The process to reconstruct 3D objects and buildings from images is called Structure-from-Motion (SfM). Typically, these images are captured by skilled operators under controlled conditions, ensuring homogeneous, high-quality data. It is much more difficult to build 3D models from assorted images, given a wide variety of viewpoints, lighting and weather conditions, occlusions from people and vehicles, and even user-applied filters.
The first part of the problem is to identify which parts of two images capture the same physical points of a scene, such as the corners of a window. This is typically achieved with local features. Feature matching refers to finding corresponding features from two similar images based on a search distance algorithm. One of the images is considered the source and the other as target, and the feature matching technique is used to either find or derive and transfer attributes from source to target image.
The feature matching process generally analyses the source and target’s image topology, detects the feature patterns, matches the patterns, and matches the features within the discovered patterns. The accuracy of feature matching depends on image similarity, complexity, and quality. Normally, a high percentage of successful matching can be achieved using the correct method, while uncertainty and errors may occur and would require post-inspection and corrections.
The aim of this project is to find matching points between two images (views) of a same scene and obtaining the fundamental matrix, and hence the relative pose between the two images. It is an important process because it’s the first step for 3D Reconstruction, Simultaneous Localization and Mapping, and Panoramic Stitching.
Steps to create environment
# create a conda environment. Python version 3.9 is necessary.
conda create -n loftr python=3.9
# install relevant libraries
conda install pytorch torchvision kornia einops pandas matplotlib opencv loguru -c pytorch
pip install pytorch_lightning kornia_moons
Please make sure you follow this specific file structure mentioned here. The dataset and other relevant files can be found here.
.
├── depth-masks-imc2022
│ └── depth_maps
├── evaluation-notebook.ipynb
├── image-matching-challenge-2022
│ ├── sample_submission.csv
│ ├── test.csv
│ ├── test_images
│ └── train
├── imc-gt
│ └── train.csv
├── kornia-loftr
│ ├── kornia-0.6.4-py2.py3-none-any.whl
│ ├── kornia_moons-0.1.9-py3-none-any.whl
│ ├── loftr_outdoor.ckpt
│ ├── outdoor_ds.ckpt
│ └── outdoor_ot.ckpt
├── loftrutils
│ ├── einops-0.4.1-py3-none-any.whl
│ ├── LoFTR-master
│ └── outdoor_ds.ckpt
├── README.md
├── train.py
├── training-notebook.ipynb
└── weights
└── model_weights.ckpt
The training set contains thousands of images from 16 locations, all of which are popular tourist attractions. This includes the likes of Buckingham Palace, the Lincoln Memoria, Notre Dame Cathedral, the Taj Mahal, and the Pantheon. In addition to theimages, they provide two csv files. The calibration file contains the camera calibration matrices that are necessary for building fundamental matrices. The pair covisibility file contains the covisibility metric between pairs of images and the ground truth fundamental matrices for each pair. The test set contains 3 image pairs that contestants are to generate fundamental matrices for to demonstrate the submissions.
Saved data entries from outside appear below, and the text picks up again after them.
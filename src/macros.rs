// Logging shims: forward to `tracing` when enabled, expand to nothing otherwise.

cfg_if::cfg_if! {
    if #[cfg(feature = "tracing")] {
        #[allow(unused_imports)]
        pub(crate) use tracing::{debug, error, trace, warn};
    } else {
        macro_rules! trace {
            ($($arg:tt)*) => {};
        }
        macro_rules! debug {
            ($($arg:tt)*) => {};
        }
        macro_rules! warn {
            ($($arg:tt)*) => {};
        }
        macro_rules! error {
            ($($arg:tt)*) => {};
        }
        #[allow(unused_imports)]
        pub(crate) use {debug, error, trace, warn};
    }
}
LoFTR (Local Feature TRansformer) is a model that performs detector free image feature matching. Instead of performing image processing methods such as image feature detection, description, and matching one by one sequentially, it first establishes a pixel-wise dense match and later refines the matches.
In contrast to traditional methods that use a cost volume to search corresponding matches, the framework uses self and cross attention layers from its Transformer model to obtain feature descriptors present on both images. The global receptive field provided by Transformer enables LoFTR to produce dense matches in even low-texture areas, where traditional feature detectors usually struggle to produce repeatable interest points.
Furthermore, the framework model comes pre-trained on indoor and outdoor datasets to detect the kind of image being analyzed, with features like self-attention. Hence, it makes LoFTR outperform other state-of-the-art methods by a large margin.
LoFTR has the following steps:
- CNN extracts the coarse-level feature maps Feature A and Feature B, together with the fine-level feature maps created from the image pair A and B .
- Then, the created feature maps get flattened into 1-D vectors and are added with the positional encoding that describes the positional orientation of objects present in the input image. The added features are then processed by the Local Feature Transformer (LoFTR) module.
- Further, a differentiable matching layer is used to match the transformed features, which provide a confidence matrix. The matches are then selected according to the confidence threshold level and mutual nearest-neighbor criteria, yielding a coarse-level match prediction.
- For every selected coarse prediction made, a local window with size w × w is cropped from the fine-level feature map. Coarse matches are then refined from this local window to a sub-pixel level and considered as the final match prediction.
For the Image Matching Challenge, CVPR'22, all the participants were asked to estimate the relative pose of one image with respect to another. Submissions were evaluated on the mean Average Accuracy (mAA) of the estimated poses.
Given a fundamental matrix and the hidden ground truth, error in terms of rotation (in degrees) and translation (in meters) is computed. Given one threshold over each, pose as accurate if it meets both thresholds is classified. This is done over ten pairs of thresholds, one pair at a time.
The percentage of image pairs that meet every pair of thresholds is calculated, and average the results over all thresholds, which rewards more accurate poses. As the dataset contains multiple scenes, which have a different number of pairs, we compute this metric separately for each scene and average it afterwards.
The mAA value for our model is 0.725 across all the scenes in the dataset.
- Transformers can provide a much better estimate of the pose between two cameras, compared to traditional methods.
- Because of the positional encoding aspect, Transformers are a very good way to distinguish locally similar features from globally similar features between two images of a scene across wide baseline.
- This enables more robust image matching for multiple computer vision tasks like 3D Reconstruction, SLAM, SfM & Panoramic Stitching.